The science of healthcare is more advanced now than ever before, yet our patients’ outcomes continue to lag behind. Clearly, making tweaks at the edges of healthcare delivery won’t be sufficient. A paradigm shift in healthcare is needed; a shift in both the way patients are cared for and how students learn to treat those patients.
Team practice environments remain quite challenging for the next generation of health professionals. Despite these challenges, I believe the most straightforward way to improve collaborative care and education is to engage students, professionals, patients and their families in real time and in authentic settings.
Collaborative care: Where interprofessional practice and education meet
At my institution, we are transforming our inpatient practice into a collaborative care model, one team at a time. Our collaborative care team differs from usual inpatient care, and from other iterations of interprofessional care, in several ways. Most fundamentally, the very nature of who is on the team is redefined. In collaborative care, decisions move from the hallway or physician workroom into the patient room and are co-created among physicians, nurses, pharmacists, care coordination staff, physical therapists (as well as the students from these professions), and patients and families. This allows for the creation of shared goals among teams (with patients and families considered team members) that promote safety, better care transitions, and improved experiences. In addition, teams set aside daily time for reflection in order to foster improved communication and enhance team dynamics.
From a patient’s perspective, everyone is there at once and decisions are made together. These decisions are transparent because they are updated daily on large boards in the room. Dialogue continues throughout the day as family members come in and update the board with their questions and concerns, until the team reunites the next day.
This model provides excellent patient care and is a great learning environment, but is not without its challenges.
Challenges with introducing collaborative care
My Macy Faculty Scholars Project focuses on challenges that health professionals in training face with collaborative care. With the help of a prior Macy Foundation grant, we interviewed students and providers across levels and professions to identify their needs in this novel care environment. The following needs were most prevalent:
- The need for clear educational goals that align with the collaborative model of care
- The need for developing interprofessional curricula and assessment tools that align with these educational goals
- The need to better orient students to their roles in this new team setting
I have been working with my local and national Macy mentors to address these challenges.

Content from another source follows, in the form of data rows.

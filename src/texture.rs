use crate::utils::pixel::Rgba;

/// (width, height)
pub type Shape = (usize, usize);

/// Texture of RGBA colors, the unit the ditherer consumes and produces.
pub type PixelGrid = Texture<Rgba>;

/// Trait defining ops available on Textures with
/// lendable inner buffer
pub trait TextureRef: AsRef<[Self::Inner]> {
    type Inner;

    fn width(&self) -> u32;
    fn height(&self) -> u32;

    #[inline]
    fn shape(&self) -> Shape {
        (self.width() as usize, self.height() as usize)
    }

    #[inline]
    fn is_empty(&self) -> bool {
        self.width() == 0 || self.height() == 0
    }
}

/// Trait defining ops available on mutable
/// Textures
pub trait TextureMut: TextureRef + AsMut<[Self::Inner]> {}

/// Texture with owned, row-major buffer.
#[derive(Debug, Clone, PartialEq, Eq)]
pub struct Texture<T> {
    width: u32,
    height: u32,
    buffer: Vec<T>,
}

impl<T> AsRef<[T]> for Texture<T> {
    #[inline]
    fn as_ref(&self) -> &[T] {
        &self.buffer
    }
}

impl<T> AsMut<[T]> for Texture<T> {
    #[inline]
    fn as_mut(&mut self) -> &mut [T] {
        &mut self.buffer
    }
}

impl<T> TextureRef for Texture<T> {
    type Inner = T;

    #[inline]
    fn width(&self) -> u32 {
        self.width
    }

    #[inline]
    fn height(&self) -> u32 {
        self.height
    }
}

impl<T> TextureMut for Texture<T> {}

impl<T> Texture<T> {
    /// Wrap an owned buffer. Returns `None` when the buffer
    /// length does not match `width * height`.
    pub fn from_vec(width: u32, height: u32, buffer: Vec<T>) -> Option<Self> {
        if buffer.len() != width as usize * height as usize {
            return None;
        }
        Some(Self {
            width,
            height,
            buffer,
        })
    }

    /// Value at pixel coordinate.
    ///
    /// # Panics
    /// Panics if the coordinate is out of bounds.
    #[inline]
    pub fn get(&self, x: u32, y: u32) -> &T {
        assert!(x < self.width && y < self.height, "pixel out of bounds");
        &self.buffer[y as usize * self.width as usize + x as usize]
    }

    pub fn as_texture_slice<'s>(&'s self) -> TextureSlice<'s, T> {
        TextureSlice {
            width: self.width,
            height: self.height,
            buffer: &self.buffer,
        }
    }

    pub fn as_texture_mut_slice<'s>(&'s mut self) -> TextureMutSlice<'s, T> {
        TextureMutSlice {
            width: self.width,
            height: self.height,
            buffer: &mut self.buffer,
        }
    }
}

impl<T: Clone> Texture<T> {
    /// # Panics
    /// Panics if the slice length does not match `width * height`.
    pub fn from_slice(width: u32, height: u32, slice: &[T]) -> Self {
        assert_eq!(
            slice.len(),
            width as usize * height as usize,
            "buffers don't match sizes"
        );
        Texture {
            width,
            height,
            buffer: slice.to_owned(),
        }
    }

    /// Texture where every pixel holds `value`.
    pub fn filled(width: u32, height: u32, value: T) -> Self {
        Self {
            width,
            height,
            buffer: vec![value; width as usize * height as usize],
        }
    }
}

impl<T: Default + Clone> Texture<T> {
    pub fn new(width: u32, height: u32) -> Self {
        Self::filled(width, height, T::default())
    }
}

/// Texture with borrowed internal buffer
#[derive(Debug, Copy, Clone)]
pub struct TextureSlice<'a, T> {
    width: u32,
    height: u32,
    buffer: &'a [T],
}

impl<T> AsRef<[T]> for TextureSlice<'_, T> {
    #[inline]
    fn as_ref(&self) -> &[T] {
        self.buffer
    }
}

impl<T> TextureRef for TextureSlice<'_, T> {
    type Inner = T;

    fn width(&self) -> u32 {
        self.width
    }

    fn height(&self) -> u32 {
        self.height
    }
}

impl<'a, T> TextureSlice<'a, T> {
    /// # Panics
    /// Panics if the buffer length does not match `width * height`.
    pub fn new(width: u32, height: u32, buffer: &'a [T]) -> Self {
        assert_eq!(
            buffer.len(),
            width as usize * height as usize,
            "buffers don't match sizes"
        );
        Self {
            width,
            height,
            buffer,
        }
    }
}

#[derive(Debug)]
pub struct TextureMutSlice<'a, T> {
    width: u32,
    height: u32,
    buffer: &'a mut [T],
}

impl<T> AsRef<[T]> for TextureMutSlice<'_, T> {
    #[inline]
    fn as_ref(&self) -> &[T] {
        self.buffer
    }
}

impl<T> AsMut<[T]> for TextureMutSlice<'_, T> {
    #[inline]
    fn as_mut(&mut self) -> &mut [T] {
        self.buffer
    }
}

impl<T> TextureRef for TextureMutSlice<'_, T> {
    type Inner = T;

    fn width(&self) -> u32 {
        self.width
    }

    fn height(&self) -> u32 {
        self.height
    }
}

impl<T> TextureMut for TextureMutSlice<'_, T> {}

impl<'a, T> TextureMutSlice<'a, T> {
    /// # Panics
    /// Panics if the buffer length does not match `width * height`.
    pub fn new(width: u32, height: u32, buffer: &'a mut [T]) -> Self {
        assert_eq!(
            buffer.len(),
            width as usize * height as usize,
            "buffers don't match sizes"
        );
        Self {
            width,
            height,
            buffer,
        }
    }
}

pub mod prelude {
    pub use super::{PixelGrid, Texture, TextureMut, TextureMutSlice, TextureRef, TextureSlice};
}
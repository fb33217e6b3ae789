use std::{fmt::Display, str::FromStr};

use crate::{
    dithering::threshold::{BayerConfig, BayerMatrix, BayerStrategy},
    error::{DitherError, Result},
    texture::{Texture, TextureRef},
    transform::TextureTransform,
    utils::pixel::Rgba,
};

pub mod threshold;

/// Full range of one color channel.
const CHANNEL_RANGE: f32 = 255.0;

/// How far a threshold of 1.0 moves each color channel.
#[derive(Debug, Clone, Copy, PartialEq, Eq, Default)]
pub enum ThresholdSpread {
    /// The whole channel range, `255`.
    Full,
    /// The mean step between palette colors on each channel,
    /// `(max - min) / (colors - 1)`.
    #[default]
    PaletteSpacing,
}

impl ThresholdSpread {
    /// Per channel RGB amplitude for `palette`.
    ///
    /// A single color palette has no spacing and falls back to the full range.
    pub fn amplitude(&self, palette: &[Rgba]) -> [f32; 3] {
        match self {
            ThresholdSpread::PaletteSpacing if palette.len() > 1 => {
                let steps = (palette.len() - 1) as f32;
                let mut amplitude = [0.0; 3];
                for (channel, value) in amplitude.iter_mut().enumerate() {
                    let (min, max) = palette
                        .iter()
                        .map(|color| color.rgb_f32()[channel])
                        .fold((CHANNEL_RANGE, 0.0_f32), |(min, max), v| {
                            (min.min(v), max.max(v))
                        });
                    *value = (max - min) / steps;
                }
                amplitude
            }
            _ => [CHANNEL_RANGE; 3],
        }
    }

    pub const fn name(&self) -> &'static str {
        match self {
            ThresholdSpread::Full => "full",
            ThresholdSpread::PaletteSpacing => "palette-spacing",
        }
    }
}

impl FromStr for ThresholdSpread {
    type Err = DitherError;

    fn from_str(s: &str) -> Result<Self> {
        match s {
            "full" => Ok(ThresholdSpread::Full),
            "palette-spacing" => Ok(ThresholdSpread::PaletteSpacing),
            other => Err(DitherError::Config(format!(
                "unknown threshold spread '{other}'"
            ))),
        }
    }
}

impl Display for ThresholdSpread {
    fn fmt(&self, f: &mut std::fmt::Formatter<'_>) -> std::fmt::Result {
        f.write_str(self.name())
    }
}

/// Ordered dithering settings for one [dither] call.
///
/// Defaults match an 8x8 Bayer matrix at full strength, spread over the
/// palette spacing, with serpentine traversal:
///
/// ```
/// use themedither::dithering::DitherConfig;
///
/// let config = DitherConfig::default().with_strength(0.8).with_serpentine(false);
/// assert_eq!(config.matrix_size, 8);
/// ```
#[derive(Debug, Clone, Copy, PartialEq)]
pub struct DitherConfig {
    /// Side of the square Bayer matrix, a power of 2 of at least 2.
    pub matrix_size: usize,
    /// Multiplier applied to every threshold, finite and non-negative.
    pub strength: f32,
    /// Alternate column direction every row.
    pub serpentine: bool,
    pub spread: ThresholdSpread,
    /// Force an implementation, `None` picks one from the image shape.
    pub strategy: Option<BayerStrategy>,
}

impl Default for DitherConfig {
    fn default() -> Self {
        Self {
            matrix_size: 8,
            strength: 1.0,
            serpentine: true,
            spread: ThresholdSpread::PaletteSpacing,
            strategy: None,
        }
    }
}

impl DitherConfig {
    pub fn with_matrix_size(self, matrix_size: usize) -> Self {
        Self {
            matrix_size,
            ..self
        }
    }

    pub fn with_strength(self, strength: f32) -> Self {
        Self { strength, ..self }
    }

    pub fn with_serpentine(self, serpentine: bool) -> Self {
        Self { serpentine, ..self }
    }

    pub fn with_spread(self, spread: ThresholdSpread) -> Self {
        Self { spread, ..self }
    }

    pub fn with_strategy(self, strategy: BayerStrategy) -> Self {
        Self {
            strategy: Some(strategy),
            ..self
        }
    }

    /// Check the settings and build the threshold matrix they describe.
    pub fn matrix(&self) -> Result<BayerMatrix> {
        if !self.strength.is_finite() || self.strength < 0.0 {
            return Err(DitherError::InvalidStrength(self.strength));
        }
        BayerMatrix::new(self.matrix_size)
    }

    /// Transform configuration for a given palette.
    pub fn bayer_config(&self, palette: &[Rgba]) -> Result<BayerConfig> {
        let matrix = self.matrix()?;
        let amplitude = self
            .spread
            .amplitude(palette)
            .map(|channel| self.strength * channel);
        BayerConfig::new(matrix, palette.to_vec(), amplitude, self.serpentine)
    }
}

/// Ordered dither `source` against `palette`.
///
/// Every pixel is shifted by its tiled Bayer threshold and replaced by the
/// nearest palette color (euclidean RGB, first color wins ties), keeping the
/// source alpha. Pixels do not depend on each other, the source is never
/// modified and the returned texture has the source dimensions.
pub fn dither(
    source: &Texture<Rgba>,
    palette: &[Rgba],
    config: &DitherConfig,
) -> Result<Texture<Rgba>> {
    if palette.is_empty() {
        return Err(DitherError::EmptyPalette);
    }
    if source.is_empty() {
        return Err(DitherError::EmptyTexture {
            width: source.width(),
            height: source.height(),
        });
    }

    let bayer_config = config.bayer_config(palette)?;
    let strategy = config
        .strategy
        .unwrap_or_else(|| BayerStrategy::auto(source.shape()));
    tracing::debug!(
        %strategy,
        width = source.width(),
        height = source.height(),
        colors = palette.len(),
        matrix_size = config.matrix_size,
        strength = config.strength,
        serpentine = config.serpentine,
        "ordered dithering"
    );

    let mut output = Texture::new(source.width(), source.height());
    strategy
        .build(bayer_config)
        .once(source.as_texture_slice(), output.as_texture_mut_slice());
    Ok(output)
}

Working with leaders from local residency programs, I am developing educational goals that are specific to the different health professions. While these goals will largely align with national competency frameworks (e.g., ACGME, IPEC), they will be contextualized to our setting and will provide a roadmap for students.
I am very excited about our approach to assessment, which has been influenced by my time at the Harvard Macy Institute. Our team includes a PhD colleague with a background in communication who has been observing our collaborative care team during rounds to describe and categorize communication behaviors amongst all team members, including students, patients and their families. We will bring these observations to small groups of health professionals and patients who have been involved with collaborative care to first vet them, provide feedback, and then use them to build new assessment tools.
The Road Ahead
We continue to move forward with our initiative and are making good progress. This spring, a second inpatient team of students transitioned to the collaborative care model. This is an important milestone for us and is particularly exciting because this team is housed on a geographically localized unit that we hope will naturally foster collaboration more organically throughout the day. We are curious to see what new innovations grow out of this environment.
The Macy Foundation has been instrumental in our efforts. The national mentorship and faculty development opportunities have moved this work forward in new and unexpected directions. We are excited to see what grows out of this collaboration next. More than ever, it is important that we engage our students and patients in care environments that foster learning, communication, and are not “patient-centered,” but rather “patient-partnered.”